ETA nació hace cincuenta años en un día como hoy, festividad de San Ignacio de Loyola. No nació en una sacristía como algunos han repetido con interesada machaconería, sino que lo hizo en una cafetería y, como bien precisa Jon Juaristi, «representaba la continuidad de un vasquismo republicano, democrático y laicista con raíces históricas en el federalismo español». Después, un par de años más tarde, comenzó la «lucha armada». Ahí conocimos su existencia y empezó a hervir un caldo ponzoñoso en el que se nutre el monstruo que, como corresponde a su maligna y ambigua naturaleza, crece con más interés demoledor que constructivo.
Ahora ETA, entre bomba y bomba, maneja la imagen de sus presos y trata de animar sus mermadas filas con la invención de un martirologio impostor. El rigor no es lo suyo, pero quien está convencido de antemano no necesita mucho sermón para alcanzar el fervor que requiere la colaboración con la banda. Tiene a su favor una victoria principal, la del lenguaje. El único avance etarra en este medio siglo, que no es menor, reside en haber secuestrado el lenguaje castrense para dignificar sus miserias, y todos tendemos a utilizarlo.

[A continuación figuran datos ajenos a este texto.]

use std::sync::Arc;

use crate::packing::fifo_overflow;
use crate::queue::QueueProducer;
use crate::session::CaptureSession;
use crate::source::{StreamControl, StreamProgress};
use rfgrab_foundation::ShutdownFlag;

/// Bytes discarded at the start of a capture while the upstream hardware
/// FIFOs drain transient garbage.
pub const DEFAULT_FLUSH_BYTES: u64 = 50_000;

#[derive(Debug, Clone, Copy)]
pub struct IngestConfig {
    pub flush_bytes: u64,
    pub verbose: bool,
}

impl Default for IngestConfig {
    fn default() -> Self {
        Self {
            flush_bytes: DEFAULT_FLUSH_BYTES,
            verbose: false,
        }
    }
}

/// The capture-thread callback: validates and forwards each chunk the
/// driver delivers.
///
/// Runs on the driver's hot path, so it never blocks on the consumer: a
/// saturated bounded queue results in a short push that is counted and
/// reported as backpressure. A cleared health bit is fatal for the whole
/// session; the clean prefix of that chunk is still forwarded, nothing at
/// or past the bad byte is.
pub struct IngestValidator {
    session: Arc<CaptureSession>,
    producer: Option<QueueProducer>,
    shutdown: ShutdownFlag,
    cfg: IngestConfig,
}

impl IngestValidator {
    pub fn new(
        session: Arc<CaptureSession>,
        producer: Option<QueueProducer>,
        shutdown: ShutdownFlag,
        cfg: IngestConfig,
    ) -> Self {
        Self {
            session,
            producer,
            shutdown,
            cfg,
        }
    }

    pub fn on_chunk(&mut self, buf: &[u8], progress: Option<&StreamProgress>) -> StreamControl {
        if self.shutdown.is_requested() {
            return StreamControl::Stop;
        }

        if !buf.is_empty() {
            let received_before = self.session.add_received(buf.len() as u64);
            let skip = self
                .cfg
                .flush_bytes
                .saturating_sub(received_before)
                .min(buf.len() as u64) as usize;
            self.accept(&buf[skip..]);
        }

        if self.cfg.verbose {
            if let Some(p) = progress {
                tracing::info!(
                    "{:8.2}s {:9.3} MiB captured {:7.1} kB/s curr {:7.1} kB/s total",
                    p.elapsed.as_secs_f64(),
                    p.total_bytes as f64 / (1024.0 * 1024.0),
                    p.current_rate / 1024.0,
                    p.total_rate / 1024.0,
                );
            }
        }

        if self.shutdown.is_requested() {
            StreamControl::Stop
        } else {
            StreamControl::Continue
        }
    }

    fn accept(&mut self, candidate: &[u8]) {
        if candidate.is_empty() {
            return;
        }

        let accepted_base = self.session.bytes_accepted();

        // Every byte carries the hardware's active-low overflow flag; a
        // cleared flag means the sample stream has a discontinuity.
        let clean = match candidate.iter().position(|&b| fifo_overflow(b)) {
            Some(i) => {
                let offset = accepted_base + i as u64;
                self.session.record_overflow(offset);
                tracing::error!(
                    "hardware FIFO overflow flag set at byte offset {offset}; stopping capture"
                );
                self.shutdown.request();
                &candidate[..i]
            }
            None => candidate,
        };

        let clean = match self.session.bytes_wanted() {
            0 => clean,
            wanted => {
                let remaining = wanted.saturating_sub(accepted_base) as usize;
                &clean[..clean.len().min(remaining)]
            }
        };

        if clean.is_empty() {
            // Budget already met or chunk began with the bad byte.
        } else if let Some(producer) = &self.producer {
            let pushed = producer.push(clean);
            self.session.add_accepted(pushed as u64);
            if pushed < clean.len() {
                let refused = (clean.len() - pushed) as u64;
                self.session.add_refused(refused);
                tracing::warn!(refused, "handoff queue saturated, bytes not forwarded");
            }
        } else {
            // No output file configured: validate and count only.
            self.session.add_accepted(clean.len() as u64);
        }

        if self.session.budget_reached() {
            tracing::info!(
                "sample budget reached after {} bytes",
                self.session.bytes_accepted()
            );
            self.shutdown.request();
        }
    }
}

#[cfg(test)]
mod tests {
    use super::*;
    use crate::queue::ByteQueue;

    fn validator(
        wanted: u64,
        flush: u64,
        capacity: Option<usize>,
    ) -> (IngestValidator, Arc<CaptureSession>, ShutdownFlag, crate::queue::QueueConsumer) {
        let session = Arc::new(CaptureSession::new(wanted));
        let shutdown = ShutdownFlag::new();
        let (tx, rx) = ByteQueue::with_capacity(capacity);
        let v = IngestValidator::new(
            Arc::clone(&session),
            Some(tx),
            shutdown.clone(),
            IngestConfig {
                flush_bytes: flush,
                verbose: false,
            },
        );
        (v, session, shutdown, rx)
    }

    fn drain(rx: &crate::queue::QueueConsumer) -> Vec<u8> {
        let mut out = Vec::new();
        let mut buf = [0u8; 64];
        while !rx.is_empty() {
            let n = rx.pop(&mut buf);
            out.extend_from_slice(&buf[..n]);
        }
        out
    }

    #[test]
    fn warm_up_bytes_are_discarded() {
        let (mut v, session, _, rx) = validator(0, 4, None);
        assert_eq!(v.on_chunk(&[0x01; 3], None), StreamControl::Continue);
        assert_eq!(session.bytes_accepted(), 0);
        // One more flush byte to go; the rest of this chunk is accepted.
        assert_eq!(v.on_chunk(&[0x01, 0x03, 0x05], None), StreamControl::Continue);
        assert_eq!(session.bytes_received(), 6);
        assert_eq!(session.bytes_accepted(), 2);
        assert_eq!(drain(&rx), vec![0x03, 0x05]);
    }

    #[test]
    fn budget_terminates_exactly() {
        let (mut v, session, shutdown, rx) = validator(10, 0, None);
        assert_eq!(v.on_chunk(&[0x01; 6], None), StreamControl::Continue);
        assert!(!shutdown.is_requested());
        // Chunk crosses the budget; the accepted slice is cut at it.
        assert_eq!(v.on_chunk(&[0x01; 6], None), StreamControl::Stop);
        assert!(shutdown.is_requested());
        assert_eq!(session.bytes_accepted(), 10);
        assert_eq!(drain(&rx).len(), 10);
        // Later invocations stop immediately without forwarding.
        assert_eq!(v.on_chunk(&[0x01; 6], None), StreamControl::Stop);
        assert_eq!(session.bytes_accepted(), 10);
    }

    #[test]
    fn overflow_is_fatal_and_truncates() {
        let (mut v, session, shutdown, rx) = validator(0, 0, None);
        // Byte 2 has the active-low error flag cleared.
        let chunk = [0x01, 0x03, 0x04, 0x05, 0x07];
        assert_eq!(v.on_chunk(&chunk, None), StreamControl::Stop);
        assert!(shutdown.is_requested());
        assert_eq!(session.overflow_offset(), Some(2));
        // Clean prefix forwarded, nothing at or past the bad byte.
        assert_eq!(drain(&rx), vec![0x01, 0x03]);
        assert_eq!(session.bytes_accepted(), 2);
    }

    #[test]
    fn saturated_bounded_queue_is_counted() {
        let (mut v, session, shutdown, rx) = validator(0, 0, Some(4));
        assert_eq!(v.on_chunk(&[0x01; 6], None), StreamControl::Continue);
        assert!(!shutdown.is_requested());
        assert_eq!(session.bytes_accepted(), 4);
        assert_eq!(session.bytes_refused(), 2);
        assert_eq!(drain(&rx).len(), 4);
    }

    #[test]
    fn counts_without_forwarding_when_no_sink() {
        let session = Arc::new(CaptureSession::new(8));
        let shutdown = ShutdownFlag::new();
        let mut v = IngestValidator::new(
            Arc::clone(&session),
            None,
            shutdown.clone(),
            IngestConfig {
                flush_bytes: 0,
                verbose: false,
            },
        );
        assert_eq!(v.on_chunk(&[0x01; 8], None), StreamControl::Stop);
        assert_eq!(session.bytes_accepted(), 8);
        assert!(shutdown.is_requested());
    }
}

En el calor de una parte significativa de la sociedad vasca bulle todavía el ponzoñoso caldo que alimenta la vesania etarra. Se ha enriquecido en estos años con más de ocho centenares de muertos inocentes con los que sus asesinos creen demostrar su potencia y, por el contrario, certifican la inviabilidad de un «movimiento», rotundamente fascista, que si en su origen, contra la Dictadura, pudo tener algún sentido, ya carece por completo de justificación y potencialidad.